Suspension of some meat imports from Brazil, UK won't have much impact

By Yin Yeping Source:Global Times Published: 2020/6/23 20:03:40

Suspension of some imports from Brazil, UK won't have much impact

Customers buy meat at a Chaoshifa supermarket branch in Haidian District of Beijing, capital of China, June 14, 2020. (Xinhua/Ren Chao)

The suspension of some meat imports from abroad is unlikely to seriously impact market supply in China, experts say, as a couple of meat processing factories in the UK and Brazil will halt exporting meat because of coronavirus infections there. 

UK and Brazilian authorities informed China Customs that two companies -- UK-based pork provider Tulip and Brazil's beef supplier Agra -- had reported the suspension of all exports to China due to positive COVID-19 cases among their employees, China Customs' official WeChat account reported on Tuesday.

Officials in both countries said that they will continue to watch out for the health of their workers and provide information to China in a timely manner.

China imported about 6.18 million tons of meat last year, mainly from Brazil, European countries such as Spain and Germany, and the US, according to the China Meat Association (CMA).

The suspension involving the two companies is an important message from China on its quality requirements for all imported meat, Chinese experts say.

However, the import suspension of the two plants won't have much impact on market supply in China, the world's largest meat consumer, they say. 

China's meat imports surged 50 percent last year, which only accounted for 8 percent of China's domestic market supplies, Gao Guan, deputy director of the CMA, told the Global Times on Tuesday.

"Imports from the two companies in Brazil and UK accounted for less than 1 percent of total meat consumption in China," Gao noted.

Chinese consumers are very flexible when it comes choosing alternatives or simply eating less meat, analysts said.

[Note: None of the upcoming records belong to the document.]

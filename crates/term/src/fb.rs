//! Framebuffer and style types for terminal rendering.

/// 24-bit RGB color.
#[derive(Debug, Clone, Copy, PartialEq, Eq, Default)]
pub struct Rgb {
    pub r: u8,
    pub g: u8,
    pub b: u8,
}

impl Rgb {
    pub const fn new(r: u8, g: u8, b: u8) -> Self {
        Self { r, g, b }
    }
}

/// Minimal per-cell styling.
#[derive(Debug, Clone, Copy, PartialEq, Eq)]
pub struct CellStyle {
    pub fg: Rgb,
    pub bg: Rgb,
    pub bold: bool,
}

impl CellStyle {
    pub const fn new(fg: Rgb, bg: Rgb) -> Self {
        Self {
            fg,
            bg,
            bold: false,
        }
    }

    pub const fn bold(mut self) -> Self {
        self.bold = true;
        self
    }
}

impl Default for CellStyle {
    fn default() -> Self {
        Self::new(Rgb::new(220, 220, 220), Rgb::new(0, 0, 0))
    }
}

/// One character cell on screen: a character plus its style.
#[derive(Debug, Clone, Copy, PartialEq, Eq)]
pub struct Glyph {
    pub ch: char,
    pub style: CellStyle,
}

impl Default for Glyph {
    fn default() -> Self {
        Self {
            ch: ' ',
            style: CellStyle::default(),
        }
    }
}

/// 2D framebuffer of styled character cells.
#[derive(Debug, Clone, PartialEq, Eq)]
pub struct FrameBuffer {
    width: u16,
    height: u16,
    cells: Vec<Glyph>,
}

impl FrameBuffer {
    pub fn new(width: u16, height: u16) -> Self {
        Self {
            width,
            height,
            cells: vec![Glyph::default(); (width as usize) * (height as usize)],
        }
    }

    pub fn width(&self) -> u16 {
        self.width
    }

    pub fn height(&self) -> u16 {
        self.height
    }

    /// Resize, reusing the allocation where possible. Contents are reset.
    pub fn resize(&mut self, width: u16, height: u16) {
        if self.width == width && self.height == height {
            return;
        }
        self.width = width;
        self.height = height;
        self.cells.clear();
        self.cells
            .resize((width as usize) * (height as usize), Glyph::default());
    }

    #[inline(always)]
    fn slot(&self, x: u16, y: u16) -> Option<usize> {
        if x >= self.width || y >= self.height {
            return None;
        }
        Some((y as usize) * (self.width as usize) + (x as usize))
    }

    pub fn get(&self, x: u16, y: u16) -> Option<Glyph> {
        self.slot(x, y).map(|i| self.cells[i])
    }

    /// Write a cell; out-of-bounds writes are clipped.
    pub fn set(&mut self, x: u16, y: u16, glyph: Glyph) {
        if let Some(i) = self.slot(x, y) {
            self.cells[i] = glyph;
        }
    }

    pub fn clear(&mut self, glyph: Glyph) {
        self.cells.fill(glyph);
    }

    pub fn put_char(&mut self, x: u16, y: u16, ch: char, style: CellStyle) {
        self.set(x, y, Glyph { ch, style });
    }

    pub fn put_str(&mut self, x: u16, y: u16, s: &str, style: CellStyle) {
        for (i, ch) in s.chars().enumerate() {
            let cx = x as usize + i;
            if cx >= self.width as usize {
                break;
            }
            self.put_char(cx as u16, y, ch, style);
        }
    }

    /// Write `s` centred inside the span `[x, x + w)`.
    pub fn put_str_centered(&mut self, x: u16, y: u16, w: u16, s: &str, style: CellStyle) {
        let len = s.chars().count() as u16;
        let offset = w.saturating_sub(len) / 2;
        self.put_str(x.saturating_add(offset), y, s, style);
    }

    pub fn put_u32(&mut self, x: u16, y: u16, value: u32, style: CellStyle) {
        self.put_str(x, y, &value.to_string(), style);
    }

    pub fn fill_rect(&mut self, x: u16, y: u16, w: u16, h: u16, ch: char, style: CellStyle) {
        for dy in 0..h {
            for dx in 0..w {
                self.put_char(x.saturating_add(dx), y.saturating_add(dy), ch, style);
            }
        }
    }

    /// Collect one row of characters, mainly for tests and debugging.
    pub fn row_text(&self, y: u16) -> String {
        (0..self.width)
            .filter_map(|x| self.get(x, y))
            .map(|c| c.ch)
            .collect()
    }
}

#[cfg(test)]
mod tests {
    use super::*;

    #[test]
    fn test_put_str_clips_at_edge() {
        let mut fb = FrameBuffer::new(4, 1);
        fb.put_str(2, 0, "abcdef", CellStyle::default());
        assert_eq!(fb.row_text(0), "  ab");
    }

    #[test]
    fn test_put_str_centered() {
        let mut fb = FrameBuffer::new(8, 1);
        fb.put_str_centered(0, 0, 8, "64", CellStyle::default());
        assert_eq!(fb.row_text(0), "   64   ");
    }

    #[test]
    fn test_resize_resets_contents() {
        let mut fb = FrameBuffer::new(2, 2);
        fb.put_char(0, 0, 'x', CellStyle::default());
        fb.resize(3, 1);
        assert_eq!(fb.width(), 3);
        assert_eq!(fb.height(), 1);
        assert_eq!(fb.row_text(0), "   ");
    }

    #[test]
    fn test_out_of_bounds_writes_are_ignored() {
        let mut fb = FrameBuffer::new(2, 2);
        fb.put_char(5, 5, 'x', CellStyle::default());
        assert_eq!(fb.get(5, 5), None);
    }
}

China imported 6.18 million tons of meat, and supply was down 8 million tons, leaving a gap of 2.5 million tons, but there was little market panic.

There are dozens of meat suppliers in Brazil alone, and China may also raise imports from other countries, including the US, as part of their phase one trade deal. Meat comprises a major portion of that deal, Gao said.

"Foreign trade is about reciprocity and fairness but safety is also a major issue, especially when the COVID-19 outbreak is spreading in many parts of the world," Ruan Zongze, executive vice president of the China Institute of International Studies, told the Global Times on Tuesday.

"We need to take responsibility for the safety of Chinese consumers."

Tyson Foods, which produces around 20 percent of the beef, pork and chicken in the US, has confirmed that of the 3,748 employees tested for COVID-19, 481 of them - or 13 percent - were positive. That finding led to China's suspension of imports from Tyson on Sunday.

Gao Feng, spokesperson of the Ministry of Commerce, said at a press conference on July 18 that increasing imports of food and agricultural products is an important part of China's proactive import policy. But these imports must comply with China's inspection and quarantine regulations.

"We will strengthen communication and coordination with relevant countries, control the quality and safety of imported food and agricultural products from the source, and ensure the health and safety of Chinese consumers," Gao said.

Analysts had expected meat imports to rise by 50 percent this year, but now that's unlikely because of the global pandemic.

"Some foreign companies will seek to raise prices if there's a reduction in meat supplies in China," Gao noted. "In addition to imports, China will need to strengthen meat production by making good use of its capacity advantages," said Gao.